> Action item: From the entries below, return every line that includes the word "RedisConfig".

> Saved entries:

┏━━

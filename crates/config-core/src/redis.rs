//! Redis configuration shared by the stream broker, task queue, and
//! idempotency store.

use secrecy::{ExposeSecret, SecretString};
use serde::{Deserialize, Serialize};

#[derive(Debug, Clone, Deserialize, Serialize)]
pub struct RedisConfig {
    pub host: String,
    pub port: u16,
    pub database: u8,
    #[serde(skip_serializing)]
    pub password: Option<SecretString>,
    pub key_prefix: String,
    pub keep_alive: bool,
}

impl Default for RedisConfig {
    fn default() -> Self {
        Self {
            host: "localhost".to_string(),
            port: 6379,
            database: 0,
            password: None,
            key_prefix: "commerce:".to_string(),
            keep_alive: true,
        }
    }
}

impl RedisConfig {
    pub fn from_env() -> Self {
        let default = Self::default();
        Self {
            host: std::env::var("REDIS_HOST").unwrap_or(default.host),
            port: std::env::var("REDIS_PORT")
                .ok()
                .and_then(|v| v.parse().ok())
                .unwrap_or(default.port),
            database: std::env::var("REDIS_DATABASE")
                .ok()
                .and_then(|v| v.parse().ok())
                .unwrap_or(default.database),
            password: std::env::var("REDIS_PASSWORD").ok().map(SecretString::from),
            key_prefix: std::env::var("REDIS_KEY_PREFIX").unwrap_or(default.key_prefix),
            keep_alive: std::env::var("REDIS_KEEP_ALIVE")
                .ok()
                .and_then(|v| v.parse().ok())
                .unwrap_or(default.keep_alive),
        }
    }

    pub fn connection_url(&self) -> SecretString {
        let auth = self
            .password
            .as_ref()
            .map(|p| format!(":{}@", p.expose_secret()))
            .unwrap_or_default();
        SecretString::from(format!(
            "redis://{}{}:{}/{}",
            auth, self.host, self.port, self.database
        ))
    }
}

#[cfg(test)]
mod tests {
    use super::*;

    #[test]
    fn connection_url_without_password() {
        let config = RedisConfig::default();
        let url = config.connection_url();
        assert_eq!(url.expose_secret(), "redis://localhost:6379/0");
    }

    #[test]
    fn connection_url_with_password() {
        let config = RedisConfig {
            password: Some(SecretString::from("hunter2")),
            ..RedisConfig::default()
        };
        assert!(config
            .connection_url()
            .expose_secret()
            .starts_with("redis://:hunter2@"));
    }
}
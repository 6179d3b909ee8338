/// Preset configurations for common service types
use crate::circuit_breaker::CircuitBreakerConfig;
use crate::retry::RetryConfig;
use crate::timeout::TimeoutConfig;
use std::time::Duration;

/// Configuration bundle for a service type
#[derive(Debug, Clone)]
pub struct ServiceConfig {
    pub timeout: TimeoutConfig,
    pub circuit_breaker: CircuitBreakerConfig,
    pub retry: Option<RetryConfig>,
}

/// Database queries (PostgreSQL, MySQL)
///
/// - Timeout: 10s (queries should be fast)
/// - Circuit breaker: 10 failures, 30s cooldown
/// - No retry (avoid duplicate writes)
pub fn database_config() -> ServiceConfig {
    ServiceConfig {
        timeout: TimeoutConfig {
            duration: Duration::from_secs(10),
        },
        circuit_breaker: CircuitBreakerConfig {
            failure_threshold: 10,
            success_threshold: 3,
            timeout: Duration::from_secs(30),
            error_rate_threshold: 0.6, // More tolerant
            window_size: 100,
        },
        retry: None, // Don't retry DB writes
    }
}

/// Redis/Cache operations
///
/// - Timeout: 5s (cache should be fast)
/// - Circuit breaker: 3 failures, 15s cooldown
/// - Retry: 2 attempts (idempotent reads)
pub fn redis_config() -> ServiceConfig {
    ServiceConfig {
        timeout: TimeoutConfig {
            duration: Duration::from_secs(5),
        },
        circuit_breaker: CircuitBreakerConfig {
            failure_threshold: 3,
            success_threshold: 2,
            timeout: Duration::from_secs(15),
            error_rate_threshold: 0.5,
            window_size: 50,
        },
        retry: Some(RetryConfig {
            max_retries: 2,
            initial_backoff: Duration::from_millis(50),
            max_backoff: Duration::from_secs(1),
            backoff_multiplier: 2.0,
            jitter: true,
        }),
    }
}

/// External HTTP APIs (third-party services)
///
/// - Timeout: 60s (external services can be slow)
/// - Circuit breaker: 5 failures, 120s cooldown
/// - Retry: 5 attempts with longer backoff
pub fn http_external_config() -> ServiceConfig {
    ServiceConfig {
        timeout: TimeoutConfig {
            duration: Duration::from_secs(60),
        },
        circuit_breaker: CircuitBreakerConfig {
            failure_threshold: 5,
            success_threshold: 2,
            timeout: Duration::from_secs(120),
            error_rate_threshold: 0.5,
            window_size: 100,
        },
        retry: Some(RetryConfig {
            max_retries: 5,
            initial_backoff: Duration::from_millis(500),
            max_backoff: Duration::from_secs(30),
            backoff_multiplier: 2.0,
            jitter: true,
        }),
    }
}

/// Redis Streams XADD/XREADGROUP calls (outbox publisher, task queue)
///
/// - Timeout: 5s (produce should be fast)
/// - Circuit breaker: 5 failures, 30s cooldown
/// - Retry: 3 attempts (safe: events carry their own idempotent ID)
pub fn stream_broker_config() -> ServiceConfig {
    ServiceConfig {
        timeout: TimeoutConfig {
            duration: Duration::from_secs(5),
        },
        circuit_breaker: CircuitBreakerConfig {
            failure_threshold: 5,
            success_threshold: 2,
            timeout: Duration::from_secs(30),
            error_rate_threshold: 0.5,
            window_size: 100,
        },
        retry: Some(RetryConfig {
            max_retries: 3,
            initial_backoff: Duration::from_millis(100),
            max_backoff: Duration::from_secs(5),
            backoff_multiplier: 2.0,
            jitter: true,
        }),
    }
}

/// Payment provider calls (create/confirm/refund intent)
///
/// - Timeout: 30s (provider may be slow under load)
/// - Circuit breaker: 5 failures, 60s cooldown
/// - No automatic retry here: callers must reuse the idempotency key, since
///   the provider's own dedup window is what makes a retry safe
pub fn payment_provider_config() -> ServiceConfig {
    ServiceConfig {
        timeout: TimeoutConfig {
            duration: Duration::from_secs(30),
        },
        circuit_breaker: CircuitBreakerConfig {
            failure_threshold: 5,
            success_threshold: 2,
            timeout: Duration::from_secs(60),
            error_rate_threshold: 0.5,
            window_size: 50,
        },
        retry: None,
    }
}

#[cfg(test)]
mod tests {
    use super::*;

    #[test]
    fn test_database_config() {
        let config = database_config();
        assert_eq!(config.timeout.duration, Duration::from_secs(10));
        assert!(config.retry.is_none()); // No retry for DB
    }

    #[test]
    fn test_redis_config() {
        let config = redis_config();
        assert_eq!(config.timeout.duration, Duration::from_secs(5));
        assert!(config.retry.is_some());
    }

    #[test]
    fn test_http_external_config() {
        let config = http_external_config();
        assert_eq!(config.timeout.duration, Duration::from_secs(60));
        assert!(config.retry.is_some());
    }

    #[test]
    fn test_stream_broker_config() {
        let config = stream_broker_config();
        assert_eq!(config.timeout.duration, Duration::from_secs(5));
        assert!(config.retry.is_some());
    }

    #[test]
    fn test_payment_provider_config_has_no_retry() {
        let config = payment_provider_config();
        assert_eq!(config.timeout.duration, Duration::from_secs(30));
        assert!(config.retry.is_none());
    }
}
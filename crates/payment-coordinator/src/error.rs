use error_types::ServiceError;

pub(crate) fn to_service_error(err: store::StoreError) -> ServiceError {
    match err {
        store::StoreError::NotFound(id) => ServiceError::NotFound {
            resource: "payment",
            id: id.to_string(),
        },
        store::StoreError::NotFoundByIntentId(intent_id) => ServiceError::NotFound {
            resource: "payment",
            id: intent_id,
        },
        store::StoreError::Conflict(id) => ServiceError::Conflict {
            message: format!("conflicting write on {id}"),
        },
        store::StoreError::DatabaseError(e) => ServiceError::from(e),
        store::StoreError::SerializationError(e) => ServiceError::fatal(e.to_string()),
    }
}
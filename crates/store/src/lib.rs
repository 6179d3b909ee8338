//! # Relational Store
//!
//! Repository structs over the tables that make up the transactional core:
//! orders, payments, product variants, inventory reservations, and the
//! outbox. Read methods take a `&PgPool`; mutating methods take `&mut
//! Transaction<'_, Postgres>` so a caller composes several repository calls
//! plus an outbox write into one commit, the same contract
//! `transactional-outbox::OutboxRepository::write_event` uses.
//!
//! Migrations are embedded and run the way `analytics-service::main` runs
//! them against its pool:
//!
//! ```rust,no_run
//! # async fn example(pool: &sqlx::PgPool) -> Result<(), sqlx::migrate::MigrateError> {
//! store::MIGRATOR.run(pool).await
//! # }
//! ```

pub mod error;
pub mod inventory;
pub mod order;
pub mod payment;
pub mod variant;

pub use error::{StoreError, StoreResult};
pub use inventory::InventoryRepository;
pub use order::OrderRepository;
pub use payment::PaymentRepository;
pub use variant::VariantRepository;

pub static MIGRATOR: sqlx::migrate::Migrator = sqlx::migrate!("./migrations");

┗━━

> Task response:
pub struct RedisConfig {
impl Default for RedisConfig {
impl RedisConfig {
        let config = RedisConfig::default();
        let config = RedisConfig {
            ..RedisConfig::default()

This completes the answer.